“It’s amazing to work with people who have the same dream. We are leaping into a new area and industry. I am excited to be in Luxembourg, the place where this is happening,” says Postdoc Carlos Espejel, a Mechanical & Mining Engineer who started his project with ispace in September 2018, bringing 10 years of valuable expertise in mine planning with him.
Dr Carlos Daniel Espejel relocated from Australia to Luxembourg to work with ispace Europe on a collaborative project with the University in New South Wales in the framework of an FNR Industrial Fellowship
Space mining is a hot topic – by many seen as the next new frontier, and Carlos explains the research and development taking place to make it a reality can also benefit a range of other space projects, such as space tourism and extending the life of rockets and satellites:
“The life span of a satellite is around 15 years and they usually ‘die’ because they run out of fuel. If we had the capacity to refuel satellites, the lifespan is potentially endless. We will also need fuel depots in space, especially if we want to keep travelling beyond Mars.
First step: Mapping the space resources
“After we demonstrate our lunar lander and rover technologies and before we move to utilizing lunar resources, there first needs to be a phase of exploration in the mining sense, that is the precise mapping of resources. This is a key area to which Carlos is contributing”, explains Julien Lamamy, who is Carlos’ supervisor at ispace Europe.

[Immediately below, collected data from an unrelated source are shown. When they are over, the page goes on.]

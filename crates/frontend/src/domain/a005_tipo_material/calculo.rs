//! Reglas de cálculo: qué columnas admiten o pueden integrar un cálculo,
//! presentación de expresiones y evaluación de la cadena de operaciones.

use std::collections::HashSet;

use contracts::domain::a005_tipo_material::OperadorCalculo;

use super::headers::{ColumnKind, HeaderDraft, OperacionCalculo, ValorCalculo, BASE_CANTIDAD, BASE_TOTAL, BASE_UNITARIO};

/// Operando aún sin columna asignada.
pub fn valor_placeholder(kind: ColumnKind) -> ValorCalculo {
    ValorCalculo {
        id: uuid::Uuid::new_v4().to_string(),
        header_ref: None,
        header_title: None,
        tipo: kind,
    }
}

/// Una columna puede llevar su propio cálculo si es $Total, si es la
/// columna Cantidad con la semántica de cantidad definida, si es una
/// columna custom declarada cantidad, o si ya tiene operaciones (edición
/// de un cálculo existente).
pub fn header_soporta_calculo(header: &HeaderDraft) -> bool {
    if !header.operaciones.is_empty() {
        return true;
    }
    match header.base_header_id {
        Some(BASE_TOTAL) => true,
        Some(BASE_CANTIDAD) => header.cantidad_definida && header.es_cantidad,
        Some(_) => false,
        None => header.cantidad_definida && header.es_cantidad,
    }
}

/// Una columna puede ser operando de un cálculo ajeno si ya tiene
/// operaciones, si es $Unitario, o si es una columna de cantidad con la
/// semántica definida (base o custom). La autorreferencia se veda en la
/// sesión de selección.
pub fn header_seleccionable(header: &HeaderDraft) -> bool {
    if !header.operaciones.is_empty() {
        return true;
    }
    match header.base_header_id {
        Some(BASE_UNITARIO) => true,
        Some(BASE_CANTIDAD) => header.cantidad_definida && header.es_cantidad,
        Some(_) => false,
        None => header.cantidad_definida && header.es_cantidad,
    }
}

/// Expresión legible de las operaciones de una columna, con "---" en los
/// operandos sin asignar. Ej.: "Cantidad × $Unitario".
pub fn formatear_expresion(operaciones: &[OperacionCalculo]) -> String {
    let mut partes: Vec<String> = Vec::new();
    for op in operaciones {
        for valor in &op.valores {
            if !partes.is_empty() {
                partes.push(op.operador.simbolo().to_string());
            }
            let nombre = valor
                .header_title
                .clone()
                .filter(|t| !t.is_empty())
                .unwrap_or_else(|| "---".to_string());
            partes.push(nombre);
        }
    }
    partes.join(" ")
}

/// Resultado de evaluar una cadena de operaciones.
#[derive(Debug, Clone, Copy, PartialEq)]
pub struct Evaluacion {
    pub valor: f64,
    /// `false` si algún operando no pudo resolverse a un número
    /// o si hubo una división por cero.
    pub completa: bool,
}

/// Evalúa las operaciones en cadena, de izquierda a derecha y sin
/// precedencia. `resolver` devuelve el valor numérico de una columna por su
/// id, o `None` si la celda está vacía o no es numérica. Un operando sin
/// resolver toma el elemento neutro del operador y marca el resultado como
/// incompleto; una división por cero omite el paso y también lo marca.
pub fn evaluar_operaciones<F>(operaciones: &[OperacionCalculo], mut resolver: F) -> Evaluacion
where
    F: FnMut(&str) -> Option<f64>,
{
    let mut acumulado: Option<f64> = None;
    let mut completa = true;

    for op in operaciones {
        for valor in &op.valores {
            let resuelto = valor
                .header_ref
                .as_deref()
                .and_then(|referencia| resolver(referencia));
            let operando = match resuelto {
                Some(v) => v,
                None => {
                    completa = false;
                    match op.operador {
                        OperadorCalculo::Suma | OperadorCalculo::Resta => 0.0,
                        OperadorCalculo::Multiplicacion | OperadorCalculo::Division => 1.0,
                    }
                }
            };

            acumulado = Some(match acumulado {
                None => operando,
                Some(actual) => match op.operador {
                    OperadorCalculo::Suma => actual + operando,
                    OperadorCalculo::Resta => actual - operando,
                    OperadorCalculo::Multiplicacion => actual * operando,
                    OperadorCalculo::Division => {
                        if operando == 0.0 {
                            completa = false;
                            actual
                        } else {
                            actual / operando
                        }
                    }
                },
            });
        }
    }

    Evaluacion {
        valor: acumulado.unwrap_or(0.0),
        completa: completa && acumulado.is_some(),
    }
}

/// `true` si asignar `candidato_id` como operando de `target_id` crearía un
/// ciclo de referencias. Recorre en profundidad las referencias ya ligadas
/// partiendo del candidato.
pub fn introduce_ciclo(headers: &[HeaderDraft], target_id: &str, candidato_id: &str) -> bool {
    if target_id == candidato_id {
        return true;
    }
    let mut visitados: HashSet<String> = HashSet::new();
    let mut pendientes = vec![candidato_id.to_string()];
    while let Some(actual) = pendientes.pop() {
        if actual == target_id {
            return true;
        }
        if !visitados.insert(actual.clone()) {
            continue;
        }
        if let Some(header) = headers.iter().find(|h| h.id == actual) {
            for op in &header.operaciones {
                for valor in &op.valores {
                    if let Some(referencia) = &valor.header_ref {
                        pendientes.push(referencia.clone());
                    }
                }
            }
        }
    }
    false
}

#[cfg(test)]
mod tests {
    use super::*;
    use crate::domain::a005_tipo_material::headers::{BASE_CANTIDAD, BASE_TOTAL, BASE_UNITARIO};

    fn operando(referencia: &str, titulo: &str) -> ValorCalculo {
        ValorCalculo {
            id: uuid::Uuid::new_v4().to_string(),
            header_ref: Some(referencia.to_string()),
            header_title: Some(titulo.to_string()),
            tipo: ColumnKind::Base,
        }
    }

    #[test]
    fn reglas_de_soporte_de_calculo() {
        use crate::domain::a005_tipo_material::headers::{BASE_DETALLE, BASE_UNIDAD};

        assert!(!header_soporta_calculo(&HeaderDraft::base(BASE_DETALLE)));
        assert!(!header_soporta_calculo(&HeaderDraft::base(BASE_UNIDAD)));
        assert!(header_soporta_calculo(&HeaderDraft::base(BASE_CANTIDAD)));
        assert!(!header_soporta_calculo(&HeaderDraft::base(BASE_UNITARIO)));
        assert!(header_soporta_calculo(&HeaderDraft::base(BASE_TOTAL)));

        // Custom sin la pregunta de cantidad respondida: no soporta cálculo.
        let mut custom = HeaderDraft::nuevo_custom("Kg", 6);
        assert!(!header_soporta_calculo(&custom));
        custom.es_cantidad = true;
        custom.cantidad_definida = true;
        assert!(header_soporta_calculo(&custom));

        // Con operaciones ya cargadas siempre se puede seguir editando.
        let mut unitario = HeaderDraft::base(BASE_UNITARIO);
        unitario.operaciones.push(OperacionCalculo {
            operador: OperadorCalculo::Suma,
            valores: vec![valor_placeholder(ColumnKind::Base)],
        });
        assert!(header_soporta_calculo(&unitario));
    }

    #[test]
    fn reglas_de_elegibilidad_como_operando() {
        use crate::domain::a005_tipo_material::headers::{BASE_DETALLE, BASE_UNIDAD};

        assert!(header_seleccionable(&HeaderDraft::base(BASE_CANTIDAD)));
        assert!(header_seleccionable(&HeaderDraft::base(BASE_UNITARIO)));
        assert!(!header_seleccionable(&HeaderDraft::base(BASE_DETALLE)));
        assert!(!header_seleccionable(&HeaderDraft::base(BASE_UNIDAD)));
        assert!(!header_seleccionable(&HeaderDraft::base(BASE_TOTAL)));

        let mut custom = HeaderDraft::nuevo_custom("Kg", 6);
        assert!(!header_seleccionable(&custom));
        custom.es_cantidad = true;
        custom.cantidad_definida = true;
        assert!(header_seleccionable(&custom));
    }

    #[test]
    fn formatea_expresion_con_placeholders() {
        let operaciones = vec![OperacionCalculo {
            operador: OperadorCalculo::Multiplicacion,
            valores: vec![
                operando("base-2", "Cantidad"),
                valor_placeholder(ColumnKind::Base),
            ],
        }];
        assert_eq!(formatear_expresion(&operaciones), "Cantidad × ---");
    }

    #[test]
    fn formatea_cantidad_por_unitario() {
        let operaciones = vec![OperacionCalculo {
            operador: OperadorCalculo::Multiplicacion,
            valores: vec![
                operando("base-2", "Cantidad"),
                operando("base-4", "$Unitario"),
            ],
        }];
        assert_eq!(formatear_expresion(&operaciones), "Cantidad × $Unitario");
    }

    #[test]
    fn evalua_cadena_sin_precedencia() {
        // 2 + 3, luego × 4 = 20 (izquierda a derecha)
        let operaciones = vec![
            OperacionCalculo {
                operador: OperadorCalculo::Suma,
                valores: vec![operando("a", "A"), operando("b", "B")],
            },
            OperacionCalculo {
                operador: OperadorCalculo::Multiplicacion,
                valores: vec![operando("c", "C")],
            },
        ];
        let resultado = evaluar_operaciones(&operaciones, |id| match id {
            "a" => Some(2.0),
            "b" => Some(3.0),
            "c" => Some(4.0),
            _ => None,
        });
        assert_eq!(resultado.valor, 20.0);
        assert!(resultado.completa);
    }

    #[test]
    fn operando_sin_resolver_marca_incompleto() {
        let operaciones = vec![OperacionCalculo {
            operador: OperadorCalculo::Multiplicacion,
            valores: vec![operando("a", "A"), valor_placeholder(ColumnKind::Base)],
        }];
        let resultado = evaluar_operaciones(&operaciones, |id| (id == "a").then_some(5.0));
        assert_eq!(resultado.valor, 5.0);
        assert!(!resultado.completa);
    }

    #[test]
    fn division_por_cero_omite_el_paso() {
        let operaciones = vec![OperacionCalculo {
            operador: OperadorCalculo::Division,
            valores: vec![operando("a", "A"), operando("b", "B")],
        }];
        let resultado = evaluar_operaciones(&operaciones, |id| match id {
            "a" => Some(10.0),
            "b" => Some(0.0),
            _ => None,
        });
        assert_eq!(resultado.valor, 10.0);
        assert!(!resultado.completa);
    }

    #[test]
    fn detecta_ciclos_directos_e_indirectos() {
        let mut flete = HeaderDraft::nuevo_custom("Flete", 6);
        let mut seguro = HeaderDraft::nuevo_custom("Seguro", 7);
        let flete_id = flete.id.clone();
        let seguro_id = seguro.id.clone();

        // seguro referencia a flete
        seguro.operaciones.push(OperacionCalculo {
            operador: OperadorCalculo::Suma,
            valores: vec![operando(&flete_id, "Flete")],
        });
        // flete aún no referencia a nadie
        flete.operaciones.clear();

        let headers = vec![flete.clone(), seguro.clone()];
        assert!(introduce_ciclo(&headers, &flete_id, &flete_id));
        assert!(introduce_ciclo(&headers, &flete_id, &seguro_id));
        assert!(!introduce_ciclo(&headers, &seguro_id, &flete_id));
        assert!(!introduce_ciclo(&headers, &seguro_id, "base-2"));
    }
}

“The research of Philippe Ludivig on rover navigation is also contributing to this by building map of the moon surface and by localising the rover and resources on these maps. One then needs to process this new exploration data and evaluate the grade of the resources and the effort it takes to extract and utilise them – this another area where Carlos’ research is a major contribution” Julien adds.
STEP TWO: A PLAN FOR HOW TO MANAGE MINERAL RESOURCES IN SPACE
Once a code has been developed, the second part is coming up with a mine planning methodology for space, essentially a plan for how to manage the mines. Carlos elaborates:
"In the end, it’s about coming up with a methodology to estimate space ore reserves. It’s not just about estimating their value - it’s about estimating the optimum extraction sequence of that deposit for the life of the mine. Life of the mine refers to how long it takes to mine a deposit – some will take 5 years to mine, some you could mine for 100. We have deposits on earth that have been mined for more than 100 years.
“When you calculate the value of space deposits – ore reserves - you have to take into account the geological models, mining, geotechnical, metallurgical, financial, engineering, among other parameters.
“I would like to create a portfolio which includes each deposit, the reserves amount, equipment needed, and the risk associated with extracting it.”
Carlos, who relocated from Australia to Luxembourg for this project, is based at ispace Europe in Luxembourg most of the time, but will also be travelling to the collaborating research institution in Australia, the University of New South Wales.
It may come as a surprise, but Australia - the world's biggest exporter of coal - is home to many headquarters of the biggest mining companies in the world, and is also where the JORC was created.
A bridge between the space community and terrestrial mining
Carlos emphasises that its thanks to financial support that schemes such as the FNR’s Industrial Fellowships that he has been able to join ispace – and that it has not only helped him fulfil his dream of working on the space mining endeavour, but also benefits other players:
“It was a blessing. It was essential in helping my dream come true. I would say this scheme helps everyone: ispace is looking for resources to make its vision happen - and so in meeting their goals - and Luxembourg to bring specialists from other countries, companies from other nations, and so to become a space mining hub. This FNR initiative is beneficial for everyone.”
“This one project is allowing us to expand our international collaborations to create a bridge between the space community and terrestrial mining” Julien Lamamy adds.
ABOUT CARLOS DANIEL ESPEJEL
Before moving to Luxembourg for his project, Dr Carlos Daniel Espejel spent 13 years in Australia, where he studied Mechanical Engineering, followed by an MA in Mining Engineering and a PhD in Mining Engineering (focus on strategic mine planning). Carlos worked full-time during all of his studies and also worked for Glencore Xstrata, Anglo American and BHP, the biggest mining companies in the world, where he did the mine planning for their biggest operations in Australia and Chile.